Saved data entries:
-- Opening Marker --
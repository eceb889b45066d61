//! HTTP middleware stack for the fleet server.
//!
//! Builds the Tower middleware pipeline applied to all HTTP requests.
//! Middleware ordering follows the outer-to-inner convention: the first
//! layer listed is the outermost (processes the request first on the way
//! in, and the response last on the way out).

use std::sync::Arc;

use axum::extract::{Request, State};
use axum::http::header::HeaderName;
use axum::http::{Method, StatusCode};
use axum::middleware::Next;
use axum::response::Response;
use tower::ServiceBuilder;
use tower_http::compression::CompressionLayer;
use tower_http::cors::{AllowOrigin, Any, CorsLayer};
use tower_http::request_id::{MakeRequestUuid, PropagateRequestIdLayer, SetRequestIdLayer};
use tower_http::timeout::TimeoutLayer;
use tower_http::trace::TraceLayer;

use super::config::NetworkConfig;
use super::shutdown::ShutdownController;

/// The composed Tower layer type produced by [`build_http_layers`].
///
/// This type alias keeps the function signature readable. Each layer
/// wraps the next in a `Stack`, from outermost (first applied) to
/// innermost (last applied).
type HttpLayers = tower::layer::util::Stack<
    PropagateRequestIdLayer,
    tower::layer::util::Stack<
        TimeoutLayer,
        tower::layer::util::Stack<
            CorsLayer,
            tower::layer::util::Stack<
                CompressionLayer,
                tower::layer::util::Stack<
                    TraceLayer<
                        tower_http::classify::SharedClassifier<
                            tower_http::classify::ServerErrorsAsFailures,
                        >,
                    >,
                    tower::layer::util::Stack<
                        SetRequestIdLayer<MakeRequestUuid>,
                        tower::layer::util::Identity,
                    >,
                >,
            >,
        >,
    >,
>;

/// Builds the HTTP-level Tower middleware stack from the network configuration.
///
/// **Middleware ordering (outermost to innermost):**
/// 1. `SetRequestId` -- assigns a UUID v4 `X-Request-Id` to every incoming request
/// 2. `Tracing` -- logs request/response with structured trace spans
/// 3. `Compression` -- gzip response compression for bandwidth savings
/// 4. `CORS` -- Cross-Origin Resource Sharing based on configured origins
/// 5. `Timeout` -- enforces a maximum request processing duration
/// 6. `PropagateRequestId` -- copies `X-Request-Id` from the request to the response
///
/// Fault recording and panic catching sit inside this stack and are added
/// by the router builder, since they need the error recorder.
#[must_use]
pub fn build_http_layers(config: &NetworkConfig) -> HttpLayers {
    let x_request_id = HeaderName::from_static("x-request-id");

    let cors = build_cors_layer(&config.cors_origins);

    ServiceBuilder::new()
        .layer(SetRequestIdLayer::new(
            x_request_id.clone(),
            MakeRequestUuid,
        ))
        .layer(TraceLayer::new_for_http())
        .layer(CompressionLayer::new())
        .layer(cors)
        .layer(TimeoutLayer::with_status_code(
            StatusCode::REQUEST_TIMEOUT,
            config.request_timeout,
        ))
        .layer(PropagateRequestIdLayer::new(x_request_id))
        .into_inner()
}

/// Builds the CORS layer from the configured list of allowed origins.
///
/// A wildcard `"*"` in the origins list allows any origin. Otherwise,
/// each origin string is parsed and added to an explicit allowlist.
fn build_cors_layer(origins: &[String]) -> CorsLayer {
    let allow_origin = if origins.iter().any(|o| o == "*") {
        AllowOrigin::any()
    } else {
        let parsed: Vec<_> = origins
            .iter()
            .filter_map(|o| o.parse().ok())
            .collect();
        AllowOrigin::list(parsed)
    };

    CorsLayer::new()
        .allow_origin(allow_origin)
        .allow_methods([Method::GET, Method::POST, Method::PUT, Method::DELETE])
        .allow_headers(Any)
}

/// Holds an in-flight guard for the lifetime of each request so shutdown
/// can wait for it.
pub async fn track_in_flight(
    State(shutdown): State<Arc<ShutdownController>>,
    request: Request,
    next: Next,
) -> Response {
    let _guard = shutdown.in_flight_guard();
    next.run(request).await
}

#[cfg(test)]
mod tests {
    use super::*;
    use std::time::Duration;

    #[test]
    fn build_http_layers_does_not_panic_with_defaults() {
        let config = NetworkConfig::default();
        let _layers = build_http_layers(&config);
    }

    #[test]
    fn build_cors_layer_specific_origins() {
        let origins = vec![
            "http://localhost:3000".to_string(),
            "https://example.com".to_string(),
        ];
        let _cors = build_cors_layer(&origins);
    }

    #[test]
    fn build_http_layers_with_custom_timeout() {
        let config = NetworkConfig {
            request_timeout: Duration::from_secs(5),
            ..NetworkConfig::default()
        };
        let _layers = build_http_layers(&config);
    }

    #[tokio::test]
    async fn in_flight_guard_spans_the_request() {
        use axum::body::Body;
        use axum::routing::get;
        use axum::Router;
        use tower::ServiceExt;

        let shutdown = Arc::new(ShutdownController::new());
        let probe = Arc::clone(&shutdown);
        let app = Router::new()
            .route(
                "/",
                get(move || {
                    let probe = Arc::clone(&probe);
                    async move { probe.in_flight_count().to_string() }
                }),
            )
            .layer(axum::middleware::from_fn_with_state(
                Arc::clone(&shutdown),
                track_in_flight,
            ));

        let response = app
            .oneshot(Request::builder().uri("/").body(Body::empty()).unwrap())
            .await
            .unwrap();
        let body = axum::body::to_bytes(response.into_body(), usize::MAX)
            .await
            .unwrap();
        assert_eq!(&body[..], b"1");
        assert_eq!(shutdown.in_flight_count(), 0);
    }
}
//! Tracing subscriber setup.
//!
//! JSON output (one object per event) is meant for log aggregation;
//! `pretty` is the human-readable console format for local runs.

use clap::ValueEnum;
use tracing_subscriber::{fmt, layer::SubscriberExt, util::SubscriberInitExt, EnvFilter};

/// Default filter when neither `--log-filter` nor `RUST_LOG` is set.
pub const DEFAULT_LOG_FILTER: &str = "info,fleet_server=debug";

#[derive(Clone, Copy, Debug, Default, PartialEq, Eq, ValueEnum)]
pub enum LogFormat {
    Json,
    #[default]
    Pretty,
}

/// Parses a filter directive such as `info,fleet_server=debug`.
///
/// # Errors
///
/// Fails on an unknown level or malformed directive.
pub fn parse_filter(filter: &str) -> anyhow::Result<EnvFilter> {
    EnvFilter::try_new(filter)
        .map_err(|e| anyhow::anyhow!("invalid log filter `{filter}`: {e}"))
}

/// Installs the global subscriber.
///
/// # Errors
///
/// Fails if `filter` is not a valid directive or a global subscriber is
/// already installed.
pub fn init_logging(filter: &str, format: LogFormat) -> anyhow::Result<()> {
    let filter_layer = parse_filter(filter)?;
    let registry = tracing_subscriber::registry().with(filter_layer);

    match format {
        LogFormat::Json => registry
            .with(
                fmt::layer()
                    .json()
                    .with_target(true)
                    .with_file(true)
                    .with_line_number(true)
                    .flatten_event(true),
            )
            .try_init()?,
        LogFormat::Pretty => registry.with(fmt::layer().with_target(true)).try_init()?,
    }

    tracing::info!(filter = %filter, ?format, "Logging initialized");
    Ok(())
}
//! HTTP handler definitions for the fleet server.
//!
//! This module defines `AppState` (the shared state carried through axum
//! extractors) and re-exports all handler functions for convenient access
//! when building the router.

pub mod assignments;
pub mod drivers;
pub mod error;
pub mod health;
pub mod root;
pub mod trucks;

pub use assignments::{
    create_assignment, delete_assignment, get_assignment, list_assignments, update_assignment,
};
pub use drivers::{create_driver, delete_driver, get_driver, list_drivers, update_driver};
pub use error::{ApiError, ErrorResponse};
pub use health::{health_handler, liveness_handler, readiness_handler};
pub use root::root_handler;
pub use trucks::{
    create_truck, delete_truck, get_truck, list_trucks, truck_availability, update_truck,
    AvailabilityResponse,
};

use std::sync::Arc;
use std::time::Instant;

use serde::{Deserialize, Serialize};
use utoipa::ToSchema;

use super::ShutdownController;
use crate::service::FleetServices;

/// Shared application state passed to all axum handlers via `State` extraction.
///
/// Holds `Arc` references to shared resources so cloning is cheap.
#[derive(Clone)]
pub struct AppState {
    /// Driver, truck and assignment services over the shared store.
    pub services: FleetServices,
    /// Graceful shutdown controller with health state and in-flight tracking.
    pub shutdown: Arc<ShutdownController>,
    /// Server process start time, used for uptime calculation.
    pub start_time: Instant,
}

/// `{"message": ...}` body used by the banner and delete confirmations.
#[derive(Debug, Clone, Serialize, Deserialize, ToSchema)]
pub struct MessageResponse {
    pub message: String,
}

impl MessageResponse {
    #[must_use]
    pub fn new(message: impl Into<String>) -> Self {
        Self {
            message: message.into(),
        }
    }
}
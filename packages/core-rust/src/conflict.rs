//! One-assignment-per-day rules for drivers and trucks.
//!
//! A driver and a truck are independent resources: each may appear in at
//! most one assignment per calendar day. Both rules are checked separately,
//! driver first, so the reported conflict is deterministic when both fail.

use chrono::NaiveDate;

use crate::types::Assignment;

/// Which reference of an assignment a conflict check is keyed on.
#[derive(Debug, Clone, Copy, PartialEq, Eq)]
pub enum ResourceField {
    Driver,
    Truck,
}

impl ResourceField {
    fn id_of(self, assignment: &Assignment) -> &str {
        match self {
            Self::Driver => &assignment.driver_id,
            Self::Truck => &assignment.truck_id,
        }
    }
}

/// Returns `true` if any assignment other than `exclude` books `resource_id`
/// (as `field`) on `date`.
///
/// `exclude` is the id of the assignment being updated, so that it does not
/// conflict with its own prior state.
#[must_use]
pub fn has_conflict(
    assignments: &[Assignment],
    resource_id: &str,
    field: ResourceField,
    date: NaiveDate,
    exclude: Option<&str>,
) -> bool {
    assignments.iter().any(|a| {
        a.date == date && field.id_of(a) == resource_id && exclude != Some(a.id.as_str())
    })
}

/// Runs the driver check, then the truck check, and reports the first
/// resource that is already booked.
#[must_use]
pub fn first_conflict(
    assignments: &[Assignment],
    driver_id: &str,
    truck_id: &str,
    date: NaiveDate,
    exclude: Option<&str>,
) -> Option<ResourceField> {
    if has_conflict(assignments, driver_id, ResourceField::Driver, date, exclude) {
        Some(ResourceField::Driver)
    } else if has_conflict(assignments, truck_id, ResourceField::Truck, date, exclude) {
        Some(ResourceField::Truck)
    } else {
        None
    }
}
-- Closing Marker --
-- Opening Marker --
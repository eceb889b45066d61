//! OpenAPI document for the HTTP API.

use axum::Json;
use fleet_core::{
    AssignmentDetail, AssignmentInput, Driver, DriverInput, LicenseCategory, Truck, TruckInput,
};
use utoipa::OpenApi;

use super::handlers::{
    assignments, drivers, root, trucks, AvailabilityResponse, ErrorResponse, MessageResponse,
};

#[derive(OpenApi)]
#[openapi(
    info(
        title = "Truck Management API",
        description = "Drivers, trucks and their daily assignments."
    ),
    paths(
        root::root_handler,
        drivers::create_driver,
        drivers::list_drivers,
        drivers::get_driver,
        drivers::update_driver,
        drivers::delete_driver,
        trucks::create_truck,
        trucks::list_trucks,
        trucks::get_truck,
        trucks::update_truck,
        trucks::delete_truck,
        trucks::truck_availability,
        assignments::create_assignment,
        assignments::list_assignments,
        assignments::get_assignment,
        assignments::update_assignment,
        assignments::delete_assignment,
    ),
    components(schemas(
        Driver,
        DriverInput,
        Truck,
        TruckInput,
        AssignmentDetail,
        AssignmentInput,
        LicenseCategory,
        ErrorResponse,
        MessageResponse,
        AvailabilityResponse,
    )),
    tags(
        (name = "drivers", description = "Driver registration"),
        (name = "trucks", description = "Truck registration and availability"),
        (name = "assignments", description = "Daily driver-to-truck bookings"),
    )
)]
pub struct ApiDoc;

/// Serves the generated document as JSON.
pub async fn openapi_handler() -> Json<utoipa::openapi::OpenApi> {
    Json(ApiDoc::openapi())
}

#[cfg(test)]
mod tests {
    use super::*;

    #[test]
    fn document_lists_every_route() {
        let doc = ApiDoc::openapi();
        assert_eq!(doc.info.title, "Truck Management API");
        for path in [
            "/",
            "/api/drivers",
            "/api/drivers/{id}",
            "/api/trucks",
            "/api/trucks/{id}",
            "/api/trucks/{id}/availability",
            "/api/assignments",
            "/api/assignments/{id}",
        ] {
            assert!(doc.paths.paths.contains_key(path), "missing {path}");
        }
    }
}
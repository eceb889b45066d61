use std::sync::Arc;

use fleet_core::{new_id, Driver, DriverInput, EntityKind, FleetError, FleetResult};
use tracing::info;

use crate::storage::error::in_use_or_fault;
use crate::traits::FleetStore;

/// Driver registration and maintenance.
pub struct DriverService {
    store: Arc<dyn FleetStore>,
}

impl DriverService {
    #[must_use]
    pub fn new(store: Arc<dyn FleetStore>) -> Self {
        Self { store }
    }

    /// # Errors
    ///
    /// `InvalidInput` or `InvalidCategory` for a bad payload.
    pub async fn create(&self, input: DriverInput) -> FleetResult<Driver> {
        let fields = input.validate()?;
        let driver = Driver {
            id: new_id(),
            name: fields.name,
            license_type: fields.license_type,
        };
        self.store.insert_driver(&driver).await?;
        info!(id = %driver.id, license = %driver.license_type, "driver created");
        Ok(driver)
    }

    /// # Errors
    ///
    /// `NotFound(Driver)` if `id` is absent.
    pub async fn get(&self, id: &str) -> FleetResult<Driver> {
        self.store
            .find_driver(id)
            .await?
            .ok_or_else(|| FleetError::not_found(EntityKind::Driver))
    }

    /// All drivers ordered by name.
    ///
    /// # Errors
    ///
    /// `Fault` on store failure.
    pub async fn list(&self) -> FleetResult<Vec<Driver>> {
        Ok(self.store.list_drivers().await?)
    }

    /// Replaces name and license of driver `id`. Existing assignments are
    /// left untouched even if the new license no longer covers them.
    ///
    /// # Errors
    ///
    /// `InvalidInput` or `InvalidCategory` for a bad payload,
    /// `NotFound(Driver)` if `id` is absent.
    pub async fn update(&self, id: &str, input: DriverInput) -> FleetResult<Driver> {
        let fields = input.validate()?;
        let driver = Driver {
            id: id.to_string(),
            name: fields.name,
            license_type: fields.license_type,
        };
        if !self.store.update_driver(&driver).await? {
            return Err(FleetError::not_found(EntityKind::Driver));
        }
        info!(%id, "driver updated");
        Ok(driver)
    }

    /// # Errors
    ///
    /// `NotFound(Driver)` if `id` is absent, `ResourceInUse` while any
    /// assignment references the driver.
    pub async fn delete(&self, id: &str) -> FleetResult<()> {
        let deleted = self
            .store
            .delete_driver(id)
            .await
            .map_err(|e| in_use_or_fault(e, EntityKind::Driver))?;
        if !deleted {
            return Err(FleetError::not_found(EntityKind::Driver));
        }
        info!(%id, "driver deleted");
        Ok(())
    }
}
-- Closing Marker --
• _Problem requirements_
Given the records above, restate word for word only the lines starting at the one with "pub mod drivers;" and ending at the one with "use crate::service::FleetServices;".

• _Answer to the problem_
pub mod drivers;
pub mod error;
pub mod health;
pub mod root;
pub mod trucks;

pub use assignments::{
    create_assignment, delete_assignment, get_assignment, list_assignments, update_assignment,
};
pub use drivers::{create_driver, delete_driver, get_driver, list_drivers, update_driver};
pub use error::{ApiError, ErrorResponse};
pub use health::{health_handler, liveness_handler, readiness_handler};
pub use root::root_handler;
pub use trucks::{
    create_truck, delete_truck, get_truck, list_trucks, truck_availability, update_truck,
    AvailabilityResponse,
};

use std::sync::Arc;
use std::time::Instant;

use serde::{Deserialize, Serialize};
use utoipa::ToSchema;

use super::ShutdownController;
use crate::service::FleetServices;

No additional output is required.